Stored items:
○ ○ ○

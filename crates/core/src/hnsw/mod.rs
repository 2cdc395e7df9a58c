//! Hierarchical Navigable Small World (HNSW) approximate nearest neighbor index.
//!
//! Items are appended to a contiguous `f32` arena; node `i` of the graph is item `i`.
//! The graph uses a Struct-of-Arrays layout: vectors, neighbor lists, and layer
//! assignments live in separate arrays indexed by node id.
//!
//! Construction memoizes node-to-node distances in a [`cache::DistanceCache`];
//! queries never touch it, so any number of threads may search a shared `&HnswIndex`.

/// Construction-time pairwise distance memo (dense or hashed).
pub mod cache;
/// Distance trait and built-in metrics: cosine, euclidean, and dot product.
pub mod distance;
/// Configuration, item arena, and multi-layer topology.
pub mod graph;
/// The index type, its lifecycle state, accessors, and debug dump.
pub mod index;
/// Batch insertion with bidirectional connections and pruning.
pub mod insert;
/// Progress callbacks and cancellation for long builds.
pub mod progress;
/// Layer-level randomness.
pub mod random;
/// Single-layer beam search and multi-layer KNN.
pub mod search;
/// Simple and heuristic neighbor selection.
pub mod select;
/// Generation-based visited set for efficient graph traversal.
pub mod visited;

pub use cache::DistanceCacheKind;
pub use distance::{Distance, DistanceMetric};
pub use graph::{HnswConfig, NeighbourHeuristic};
pub use index::{HnswIndex, IndexState, Neighbor};
pub use progress::{CancellationToken, ProgressReporter};
pub use random::{RandomSource, SeededRandom};
//! Rankers produce the top-`k` most similar items for a seed item.
//!
//! A seed is the index of a dataset item used as the query. Every ranker returns
//! results sorted by descending similarity, ties broken by ascending id, so two
//! exact rankers agree item for item.

use crate::error::Result;
use ordered_float::OrderedFloat;
use rayon::prelude::*;
use serde::{Deserialize, Serialize};
use std::cmp::{Ordering, Reverse};
use std::collections::BinaryHeap;
use std::sync::Arc;
use std::time::{Duration, Instant};

/// One ranked item: dataset index and similarity score (higher is better).
#[derive(Debug, Clone, Copy, PartialEq, Serialize, Deserialize)]
pub struct Scored {
    pub id: u32,
    pub score: f32,
}

/// Descending score, then ascending id.
fn by_score_desc(a: &Scored, b: &Scored) -> Ordering {
    b.score.total_cmp(&a.score).then(a.id.cmp(&b.id))
}

fn top_scores(mut scored: Vec<Scored>, k: usize) -> Vec<Scored> {
    scored.sort_by(by_score_desc);
    scored.truncate(k);
    scored
}

pub trait Ranker: Sync {
    fn name(&self) -> &str;

    /// Top-`k` items for the dataset item at `seed`.
    fn rank(&self, seed: usize, k: usize) -> Result<Vec<Scored>>;

    fn data_size(&self) -> usize;

    fn dimension(&self) -> usize;
}

/// Scores every item and fully sorts.
pub struct ExactRanker<F> {
    vectors: Arc<Vec<Vec<f32>>>,
    similarity: F,
}

impl<F> ExactRanker<F>
where
    F: Fn(&[f32], &[f32]) -> f32 + Sync,
{
    pub fn new(vectors: Arc<Vec<Vec<f32>>>, similarity: F) -> Self {
        Self { vectors, similarity }
    }
}

impl<F> Ranker for ExactRanker<F>
where
    F: Fn(&[f32], &[f32]) -> f32 + Sync,
{
    fn name(&self) -> &str {
        "exact"
    }

    fn rank(&self, seed: usize, k: usize) -> Result<Vec<Scored>> {
        let query = &self.vectors[seed];
        let scored = self
            .vectors
            .iter()
            .enumerate()
            .map(|(i, v)| Scored {
                id: i as u32,
                score: (self.similarity)(query, v),
            })
            .collect();
        Ok(top_scores(scored, k))
    }

    fn data_size(&self) -> usize {
        self.vectors.len()
    }

    fn dimension(&self) -> usize {
        self.vectors.first().map_or(0, Vec::len)
    }
}

/// Scores every item but keeps only a bounded min-heap of the best `k`.
pub struct HeapRanker<F> {
    vectors: Arc<Vec<Vec<f32>>>,
    similarity: F,
}

impl<F> HeapRanker<F>
where
    F: Fn(&[f32], &[f32]) -> f32 + Sync,
{
    pub fn new(vectors: Arc<Vec<Vec<f32>>>, similarity: F) -> Self {
        Self { vectors, similarity }
    }
}

impl<F> Ranker for HeapRanker<F>
where
    F: Fn(&[f32], &[f32]) -> f32 + Sync,
{
    fn name(&self) -> &str {
        "heap"
    }

    fn rank(&self, seed: usize, k: usize) -> Result<Vec<Scored>> {
        if k == 0 {
            return Ok(Vec::new());
        }
        let query = &self.vectors[seed];
        // Key order: higher score first, then lower id. The heap top is the worst kept item.
        let mut heap: BinaryHeap<Reverse<(OrderedFloat<f32>, Reverse<u32>)>> =
            BinaryHeap::with_capacity(k + 1);
        for (i, v) in self.vectors.iter().enumerate() {
            let key = (OrderedFloat((self.similarity)(query, v)), Reverse(i as u32));
            if heap.len() < k {
                heap.push(Reverse(key));
            } else if heap.peek().is_some_and(|worst| key > worst.0) {
                heap.pop();
                heap.push(Reverse(key));
            }
        }
        // Ascending by Reverse(key) is descending by key.
        Ok(heap
            .into_sorted_vec()
            .into_iter()
            .map(|Reverse((score, Reverse(id)))| Scored {
                id,
                score: score.into_inner(),
            })
            .collect())
    }

    fn data_size(&self) -> usize {
        self.vectors.len()
    }

    fn dimension(&self) -> usize {
        self.vectors.first().map_or(0, Vec::len)
    }
}

/// Results of ranking a list of seeds, in seed order.
#[derive(Debug, Clone)]
pub struct RankRun {
    pub name: String,
    pub k: usize,
    pub results: Vec<Vec<Scored>>,
    pub elapsed: Duration,
}

impl RankRun {
    /// Mean wall-clock milliseconds per seed.
    pub fn avg_ms(&self) -> f64 {
        if self.results.is_empty() {
            return 0.0;
        }
        self.elapsed.as_secs_f64() * 1000.0 / self.results.len() as f64
    }

    /// Re-scores every result with `similarity` over `vectors`, re-sorts, and keeps the
    /// top `k`. Used when ranking ran over reduced vectors and the final order should
    /// come from the originals. The time spent is added to `elapsed`.
    pub fn rescore<F>(&mut self, seeds: &[usize], vectors: &[Vec<f32>], similarity: F, k: usize)
    where
        F: Fn(&[f32], &[f32]) -> f32,
    {
        let started = Instant::now();
        for (result, &seed) in self.results.iter_mut().zip(seeds) {
            let query = &vectors[seed];
            let rescored = result
                .iter()
                .map(|s| Scored {
                    id: s.id,
                    score: similarity(query, &vectors[s.id as usize]),
                })
                .collect();
            *result = top_scores(rescored, k);
        }
        self.k = k;
        self.elapsed += started.elapsed();
    }
}

/// Ranks every seed on a rayon pool of `parallelism` threads (`0` lets rayon decide).
pub fn run_seeds(
    ranker: &dyn Ranker,
    seeds: &[usize],
    k: usize,
    parallelism: usize,
) -> Result<RankRun> {
    let pool = rayon::ThreadPoolBuilder::new()
        .num_threads(parallelism)
        .build()?;
    let started = Instant::now();
    let results = pool.install(|| {
        seeds
            .par_iter()
            .map(|&seed| ranker.rank(seed, k))
            .collect::<Result<Vec<_>>>()
    })?;
    let elapsed = started.elapsed();
    tracing::debug!(
        ranker = ranker.name(),
        seeds = seeds.len(),
        k,
        elapsed_ms = elapsed.as_millis() as u64,
        "ranked seeds"
    );
    Ok(RankRun {
        name: ranker.name().to_string(),
        k,
        results,
        elapsed,
    })
}

#[cfg(test)]
mod tests {
    use super::*;
    use crate::dataset::{normalize_all, random_vectors};
    use smallworld_core::vector_ops::cosine_similarity_unit;

    fn data() -> Arc<Vec<Vec<f32>>> {
        let mut v = random_vectors(300, 8, 11);
        normalize_all(&mut v);
        Arc::new(v)
    }

    #[test]
    fn test_exact_and_heap_agree() {
        let vectors = data();
        let exact = ExactRanker::new(Arc::clone(&vectors), cosine_similarity_unit);
        let heap = HeapRanker::new(Arc::clone(&vectors), cosine_similarity_unit);
        for seed in [0, 17, 299] {
            for k in [1, 10, 300, 500] {
                assert_eq!(exact.rank(seed, k).unwrap(), heap.rank(seed, k).unwrap());
            }
        }
    }

    #[test]
    fn test_seed_ranks_first() {
        let vectors = data();
        let exact = ExactRanker::new(Arc::clone(&vectors), cosine_similarity_unit);
        let top = exact.rank(42, 5).unwrap();
        assert_eq!(top[0].id, 42);
        for pair in top.windows(2) {
            assert!(pair[0].score >= pair[1].score);
        }
    }

    #[test]
    fn test_heap_ties_prefer_lower_ids() {
        let vectors = Arc::new(vec![vec![1.0, 0.0]; 6]);
        let heap = HeapRanker::new(vectors, cosine_similarity_unit);
        let ids: Vec<u32> = heap.rank(3, 3).unwrap().iter().map(|s| s.id).collect();
        assert_eq!(ids, vec![0, 1, 2]);
        assert!(heap.rank(0, 0).unwrap().is_empty());
    }

    #[test]
    fn test_run_seeds_keeps_seed_order() {
        let vectors = data();
        let exact = ExactRanker::new(Arc::clone(&vectors), cosine_similarity_unit);
        let seeds = [5, 1, 200, 7];
        let run = run_seeds(&exact, &seeds, 3, 2).unwrap();
        assert_eq!(run.results.len(), seeds.len());
        for (result, &seed) in run.results.iter().zip(&seeds) {
            assert_eq!(result[0].id as usize, seed);
        }
        assert_eq!(run.name, "exact");
    }

    #[test]
    fn test_rescore_reorders_and_truncates() {
        let vectors = data();
        let mut run = RankRun {
            name: "manual".to_string(),
            k: 4,
            results: vec![vec![
                Scored { id: 9, score: 0.0 },
                Scored { id: 3, score: 0.0 },
                Scored { id: 0, score: 0.0 },
                Scored { id: 50, score: 0.0 },
            ]],
            elapsed: Duration::ZERO,
        };
        run.rescore(&[0], &vectors, cosine_similarity_unit, 2);
        assert_eq!(run.k, 2);
        assert_eq!(run.results[0].len(), 2);
        assert_eq!(run.results[0][0].id, 0);
        assert!(run.results[0][0].score >= run.results[0][1].score);
    }
}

○ ○ ○

> _WHAT TO WORK ON_: Write out every line of the entries that holds the word "visited".

> _WRITTEN SOLUTION_:
/// Generation-based visited set for efficient graph traversal.
pub mod visited;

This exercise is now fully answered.